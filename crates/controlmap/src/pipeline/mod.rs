//! Execution of a single mapping job: prompt, agent, parse, export.

pub mod config;
pub mod context;
pub mod error;
pub mod progress;
pub mod runner;

pub use config::PipelineConfig;
pub use context::PipelineContext;
pub use error::PipelineError;
pub use progress::{ProgressEstimator, ProgressTicker};
pub use runner::Pipeline;
//! Error responses for the HTTP layer.

use axum::http::StatusCode;
use axum::response::{IntoResponse, Response};
use axum::Json;
use serde::Serialize;
use tracing::{error, warn};

use controlmap::error::{ArchiveError, ControlMapError, ProcessError, ValidationError};

/// Body of every error response.
#[derive(Debug, Serialize)]
pub struct ErrorBody {
    pub success: bool,
    pub error: String,
}

impl ErrorBody {
    pub fn new(message: impl Into<String>) -> Self {
        Self {
            success: false,
            error: message.into(),
        }
    }
}

#[derive(Debug, thiserror::Error)]
pub enum ApiError {
    #[error(transparent)]
    Service(#[from] ControlMapError),

    #[error("Invalid request: {0}")]
    BadRequest(String),

    #[error("Background task failed: {0}")]
    Task(String),
}

impl From<ValidationError> for ApiError {
    fn from(e: ValidationError) -> Self {
        ApiError::Service(e.into())
    }
}

impl ApiError {
    pub fn status(&self) -> StatusCode {
        match self {
            ApiError::BadRequest(_) => StatusCode::BAD_REQUEST,
            ApiError::Task(_) => StatusCode::INTERNAL_SERVER_ERROR,
            ApiError::Service(e) => match e {
                ControlMapError::Validation(ValidationError::FileTooLarge { .. }) => {
                    StatusCode::PAYLOAD_TOO_LARGE
                }
                ControlMapError::Validation(_) => StatusCode::BAD_REQUEST,
                ControlMapError::Process(ProcessError::ReadDocument { .. }) => {
                    StatusCode::INTERNAL_SERVER_ERROR
                }
                ControlMapError::Process(_) => StatusCode::BAD_REQUEST,
                ControlMapError::NotFound { .. } => StatusCode::NOT_FOUND,
                ControlMapError::Archive(ArchiveError::NoCompletedJobs) => StatusCode::NOT_FOUND,
                ControlMapError::Archive(ArchiveError::BatchRunning(_)) => StatusCode::CONFLICT,
                ControlMapError::Conflict(_) | ControlMapError::InvalidTransition { .. } => {
                    StatusCode::CONFLICT
                }
                _ => StatusCode::INTERNAL_SERVER_ERROR,
            },
        }
    }
}

impl IntoResponse for ApiError {
    fn into_response(self) -> Response {
        let status = self.status();
        if status.is_server_error() {
            error!("Request failed: {}", self);
        } else {
            warn!(status = status.as_u16(), "Request rejected: {}", self);
        }
        (status, Json(ErrorBody::new(self.to_string()))).into_response()
    }
}

pub type ApiResult<T> = Result<T, ApiError>;
pub mod archive;
pub mod filesystem;

pub use archive::{build_archive, BatchArchive};
pub use filesystem::FileStorage;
------------------------------------------------
— WORK TO BE COMPLETED —
Quote, word for word, every line from the top of the entries through the line that holds "pub use config::PipelineConfig;".

— TASK ANSWER —
filename crates/controlmap/src/pipeline/mod.rs
//! Execution of a single mapping job: prompt, agent, parse, export.

pub mod config;
pub mod context;
pub mod error;
pub mod progress;
pub mod runner;

pub use config::PipelineConfig;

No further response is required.